Extracted material.
○ ○ ○ ○

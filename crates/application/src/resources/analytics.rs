//! Read-only analytics store.

use std::sync::Arc;

use tokio::sync::watch;
use tracing::{debug, warn};

use artdesk_domain::{ApiRequest, DashboardSnapshot, DomainError, Session};

use super::state::{AnalyticsState, InFlight};
use crate::auth::RequestAuthorizer;
use crate::error::{EngineError, EngineResult};

const DASHBOARD_PATH: &str = "/analytics/dashboard";

/// Holds the latest dashboard snapshot.
pub struct AnalyticsStore {
    authorizer: Arc<RequestAuthorizer>,
    session: watch::Receiver<Session>,
    state: watch::Sender<AnalyticsState>,
}

impl AnalyticsStore {
    /// Creates an empty store.
    #[must_use]
    pub fn new(authorizer: Arc<RequestAuthorizer>, session: watch::Receiver<Session>) -> Self {
        Self {
            authorizer,
            session,
            state: watch::Sender::new(AnalyticsState::default()),
        }
    }

    /// Snapshot of the store state.
    #[must_use]
    pub fn snapshot(&self) -> AnalyticsState {
        self.state.borrow().clone()
    }

    /// Observes every state change.
    #[must_use]
    pub fn subscribe(&self) -> watch::Receiver<AnalyticsState> {
        self.state.subscribe()
    }

    /// Fetches the dashboard. On failure the previous snapshot is kept.
    ///
    /// # Errors
    /// `Unauthenticated` without a session (no request is sent), `Validation`
    /// for a malformed payload, otherwise whatever the authorizer reports.
    pub async fn fetch_dashboard(&self) -> EngineResult<DashboardSnapshot> {
        if !self.session.borrow().is_authenticated() {
            return Err(self.record(EngineError::Unauthenticated));
        }
        let _in_flight = InFlight::start(&self.state);

        let snapshot = match self.load().await {
            Ok(snapshot) => snapshot,
            Err(e) => {
                warn!(error = %e, "dashboard fetch failed, keeping previous snapshot");
                return Err(self.record(e));
            }
        };
        debug!(activities = snapshot.activities.len(), "dashboard refreshed");
        let cached = snapshot.clone();
        self.state
            .send_modify(|state| state.snapshot = Some(cached));
        Ok(snapshot)
    }

    /// Drops the cached snapshot.
    pub fn clear(&self) {
        self.state.send_modify(AnalyticsState::reset);
    }

    async fn load(&self) -> EngineResult<DashboardSnapshot> {
        let payload = self
            .authorizer
            .send_json(ApiRequest::get(DASHBOARD_PATH))
            .await?;
        serde_json::from_value(payload)
            .map_err(|e| DomainError::InvalidPayload(format!("dashboard: {e}")).into())
    }

    fn record(&self, error: EngineError) -> EngineError {
        let message = error.to_string();
        self.state.send_modify(|state| state.error = Some(message));
        error
    }
}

○ ○ ○ ○

Assignment.
What you give back must match the material exactly, beginning with its first line and ending with the line holding "return Err(self.record(e));".

Solution to the exercise.
filename crates/application/src/resources/analytics.rs
//! Read-only analytics store.

use std::sync::Arc;

use tokio::sync::watch;
use tracing::{debug, warn};

use artdesk_domain::{ApiRequest, DashboardSnapshot, DomainError, Session};

use super::state::{AnalyticsState, InFlight};
use crate::auth::RequestAuthorizer;
use crate::error::{EngineError, EngineResult};

const DASHBOARD_PATH: &str = "/analytics/dashboard";

/// Holds the latest dashboard snapshot.
pub struct AnalyticsStore {
    authorizer: Arc<RequestAuthorizer>,
    session: watch::Receiver<Session>,
    state: watch::Sender<AnalyticsState>,
}

impl AnalyticsStore {
    /// Creates an empty store.
    #[must_use]
    pub fn new(authorizer: Arc<RequestAuthorizer>, session: watch::Receiver<Session>) -> Self {
        Self {
            authorizer,
            session,
            state: watch::Sender::new(AnalyticsState::default()),
        }
    }

    /// Snapshot of the store state.
    #[must_use]
    pub fn snapshot(&self) -> AnalyticsState {
        self.state.borrow().clone()
    }

    /// Observes every state change.
    #[must_use]
    pub fn subscribe(&self) -> watch::Receiver<AnalyticsState> {
        self.state.subscribe()
    }

    /// Fetches the dashboard. On failure the previous snapshot is kept.
    ///
    /// # Errors
    /// `Unauthenticated` without a session (no request is sent), `Validation`
    /// for a malformed payload, otherwise whatever the authorizer reports.
    pub async fn fetch_dashboard(&self) -> EngineResult<DashboardSnapshot> {
        if !self.session.borrow().is_authenticated() {
            return Err(self.record(EngineError::Unauthenticated));
        }
        let _in_flight = InFlight::start(&self.state);

        let snapshot = match self.load().await {
            Ok(snapshot) => snapshot,
            Err(e) => {
                warn!(error = %e, "dashboard fetch failed, keeping previous snapshot");
                return Err(self.record(e));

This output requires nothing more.